I. Introduction
UTF-8 is a Unicode character encoding method that is often used in web applications. The advantage of using UTF-8 is that it is a variable length encoding method, the length of the ANSII code is 1 byte. In this way, network bandwidth can be greatly reduced when a large number of ASCII character sets of webpages are transmitted.
UTF-8 signature, also known as BOM (Byte Order Mark), is the standard tag used for identification encoding in the UTF Encoding scheme. BOM is the standard mark used in the UTF Encoding scheme to mark the code, which is ff fe in the UTF-16 and becomes ef bb bf. This flag is optional because UTF8 bytes are not sequential, so it can be used to detect whether a byte stream is UTF-8 encoded. Microsoft does this kind of detection, but some software does not do this kind of detection, and treats it as a normal character. Microsoft added ef bb bf three bytes before its own text file in UTF-8 format, the notepad and other programs on windows are based on these three bytes to determine whether a text file is ASCII or UTF-8, but this is only a mark by Microsoft, other platforms do not make such a mark on UTF-8 text files. That is to say, a UTF-8 file may have a BOM, or it may have no BOM.
There is only one BOM. If signatures are set for multiple files, multiple UTF-8 signatures are contained in the binary stream, which is the cause of the "root element must be well-formed" Failure in XML Conversion.
Ii. View and convert
Since a UTF-8 file may have a BOM or no, how should we differentiate it?
As long as you use software with hexadecimal editing, for example, open the file with a UltraEdit-32, switch to hexadecimal editing mode, check whether the file header has ef bb bf. Yes, the BOM mode is used.
Windows built-in notepad, save as a UTF-8, the default with BOM.

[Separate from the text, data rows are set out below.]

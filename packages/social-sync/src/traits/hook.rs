//! Entry point the host wires into its "publish finished" hook.

use async_trait::async_trait;

use crate::config::SyncConfig;
use crate::types::PublishEvent;

/// Called by the host after a publish has been committed.
///
/// The signature has no error channel: nothing a hook does may abort or
/// roll back the publish.
#[async_trait]
pub trait PublishHook: Send + Sync {
    async fn on_publish_finished(&self, event: &PublishEvent, config: &SyncConfig);
}
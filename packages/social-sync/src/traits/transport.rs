//! HTTP transport seam for the status API.

use async_trait::async_trait;
use url::Url;

use crate::error::TransportResult;
use crate::security::AccessToken;
use crate::types::StatusPayload;

/// A fully prepared status-creation request.
///
/// The bearer token is kept apart from the plain headers so the request
/// can be logged or recorded without leaking it.
#[derive(Debug, Clone)]
pub struct StatusRequest {
    pub endpoint: Url,
    /// Authority of `endpoint`, for logs. Transports derive the `Host`
    /// header from the URL of each hop instead.
    pub host: String,
    pub bearer: AccessToken,
    /// Non-secret headers, in send order
    pub headers: Vec<(&'static str, String)>,
    pub payload: StatusPayload,
}

impl StatusRequest {
    /// Value of a plain header, case-insensitive.
    pub fn header(&self, name: &str) -> Option<&str> {
        self.headers
            .iter()
            .find(|(k, _)| k.eq_ignore_ascii_case(name))
            .map(|(_, v)| v.as_str())
    }
}

/// A completed HTTP exchange, whatever its status code.
#[derive(Debug, Clone, PartialEq, Eq)]
pub struct TransportResponse {
    pub status: u16,
    pub body: String,
}

impl TransportResponse {
    pub fn new(status: u16, body: impl Into<String>) -> Self {
        Self {
            status,
            body: body.into(),
        }
    }

    pub fn is_success(&self) -> bool {
        (200..300).contains(&self.status)
    }
}

/// Sends one status request. Implementations must not retry.
#[async_trait]
pub trait StatusTransport: Send + Sync {
    /// `Ok` for any completed exchange (2xx or not), `Err` only when the
    /// exchange itself failed.
    async fn post_status(&self, request: &StatusRequest) -> TransportResult<TransportResponse>;
}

There are many conversion methods, common UltraEdit-32 or NotePad ++ can be, take UltraEdit-32 as an example. After opening the file, select "Save as". The following options are available in the "format" column:
In addition, DreamWeaver CS3 has similar options. In preferences, if Unicode (UTF-8) is selected as the default encoding, you can select the include Unicode signature (BOM) option, in order to include the byte sequence mark (BOM) in the document ). Otherwise, BOM is not included:
3. Other knowledge
Learn from the http://blog.csdn.net/thimin/archive/2007/08/03/1724393.aspx article:
The so-called unicode file is actually a UTF-16, but it is exactly the same as the unicode code, but in terms of concept, unicode and utf are two different, unicode is a memory encoding representation scheme, utf saves and transfers unicode. The UTF-16 is also divided into two types: High Front (LE) and high behind (BE. The official utf Code also includes utf-32, which can be le and BE. Non-unicode official utf Encoding also has utf-7, mainly used for mail Transmission. The single-byte part of UTF-8 is compatible with the iso-8859-1, which is primarily forced out of some old systems and library functions that cannot properly handle the UTF-16, and for English characters, it also saves storage space (at the cost of non-English characters wasting space ). In the iso-8859-1, both utf8 and iso-8859-1 are represented in one byte, and when it represents other characters, UTF-8 uses two or three bytes.
Here is a more detailed description of BOM:
There is a character named "zero width no-break space" in the UCS encoding, and its encoding is FEFF. FFFE does not exist in the UCS, so it should not appear in actual transmission. We recommend that you transmit the character "zero width no-break space" before transmitting the byte stream in the UCS specification ". In this way, if the receiver receives FEFF, it indicates that the byte stream is Big-Endian; if it receives FFFE, it indicates that the byte stream is Little-Endian. Therefore, the character "zero width no-break space" is also called BOM.
The UTF-8 does not need BOM to indicate the byte order, but BOM can be used to indicate the encoding method. The UTF-8 code for the character "zero width no-break space" is ef bb bf. So if the receiver receives a byte stream starting with ef bb bf, it will know that this is UTF-8 encoding.
Windows uses BOM to mark the encoding of text files.
PHP does not support BOM either.
PHP did not consider the BOM issue during design, that is, he would not ignore the three characters at the beginning of the BOM in a UTF-8-encoded file. Because it must be in the <? Or <? The code after php will be executed as PHP code, so these three characters will be output directly. If the plug-in file has this problem, it will display a white screen after activating or not activating the plug-in on the background page. If it is a template file, these three characters are output directly, resulting in a small empty line at the top of the page. English plug-ins and templates in foreign countries are generally encoded using ASCII codes without BOM. Only domestic plug-ins and templates may cause problems without the author's knowledge. Also, when you modify the template, because the output page uses UTF-8 encoding, then modify the template if there are added Chinese characters, you must convert the file into UTF-8 encoding to display normally, in this case, if the BOM is automatically added to the editor, the three characters will be output on the page. The display effect depends on the browser, which is generally a blank line or garbled code.
※Note: when using php to import a template, browsing exceptions are more likely due to these three characters.